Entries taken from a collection

=== Section Start ===

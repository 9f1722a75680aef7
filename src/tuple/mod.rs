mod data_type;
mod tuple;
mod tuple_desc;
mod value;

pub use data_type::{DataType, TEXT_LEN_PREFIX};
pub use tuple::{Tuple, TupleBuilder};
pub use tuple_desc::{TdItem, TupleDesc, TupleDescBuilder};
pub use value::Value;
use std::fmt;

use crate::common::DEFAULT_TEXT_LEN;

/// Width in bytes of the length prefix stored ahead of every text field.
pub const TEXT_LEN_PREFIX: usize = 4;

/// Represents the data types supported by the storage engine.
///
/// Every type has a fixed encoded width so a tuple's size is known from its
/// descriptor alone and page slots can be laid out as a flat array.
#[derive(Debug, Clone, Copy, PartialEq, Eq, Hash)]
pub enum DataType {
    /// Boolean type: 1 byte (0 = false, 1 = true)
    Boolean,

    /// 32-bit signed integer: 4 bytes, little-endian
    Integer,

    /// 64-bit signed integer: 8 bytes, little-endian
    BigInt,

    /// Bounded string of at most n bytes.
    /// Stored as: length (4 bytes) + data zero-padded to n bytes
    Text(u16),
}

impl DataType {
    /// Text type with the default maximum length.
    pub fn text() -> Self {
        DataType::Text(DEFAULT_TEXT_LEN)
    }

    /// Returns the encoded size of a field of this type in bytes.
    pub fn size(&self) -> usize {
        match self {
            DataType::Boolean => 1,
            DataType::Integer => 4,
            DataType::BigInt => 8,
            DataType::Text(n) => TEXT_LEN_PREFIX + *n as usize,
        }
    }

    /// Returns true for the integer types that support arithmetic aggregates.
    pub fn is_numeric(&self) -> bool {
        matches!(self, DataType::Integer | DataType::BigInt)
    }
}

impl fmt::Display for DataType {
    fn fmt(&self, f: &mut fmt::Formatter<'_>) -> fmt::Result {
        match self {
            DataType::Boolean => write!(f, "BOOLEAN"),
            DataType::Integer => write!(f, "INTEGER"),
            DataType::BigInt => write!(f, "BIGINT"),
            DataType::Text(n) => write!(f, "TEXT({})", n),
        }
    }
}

=== Section End ===
=== Section Start ===

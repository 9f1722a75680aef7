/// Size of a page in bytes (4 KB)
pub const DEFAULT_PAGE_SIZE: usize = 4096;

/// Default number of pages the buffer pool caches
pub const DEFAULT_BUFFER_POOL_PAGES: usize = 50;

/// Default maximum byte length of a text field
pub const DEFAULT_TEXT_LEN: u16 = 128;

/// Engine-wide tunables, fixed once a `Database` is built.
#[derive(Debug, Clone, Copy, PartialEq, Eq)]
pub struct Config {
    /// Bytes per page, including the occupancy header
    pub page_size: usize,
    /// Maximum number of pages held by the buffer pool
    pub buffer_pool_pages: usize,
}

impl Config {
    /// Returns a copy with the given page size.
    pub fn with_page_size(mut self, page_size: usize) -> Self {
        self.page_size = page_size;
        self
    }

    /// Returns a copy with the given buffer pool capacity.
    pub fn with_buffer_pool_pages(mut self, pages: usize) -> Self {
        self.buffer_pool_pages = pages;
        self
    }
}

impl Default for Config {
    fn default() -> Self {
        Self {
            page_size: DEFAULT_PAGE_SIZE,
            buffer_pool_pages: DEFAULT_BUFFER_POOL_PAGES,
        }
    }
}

=== Section End ===

> What you are asked to do
Among the lines of the data above, find those with the word "PartialEq" and show them.

> Answer below
#[derive(Debug, Clone, Copy, PartialEq, Eq, Hash)]
#[derive(Debug, Clone, Copy, PartialEq, Eq)]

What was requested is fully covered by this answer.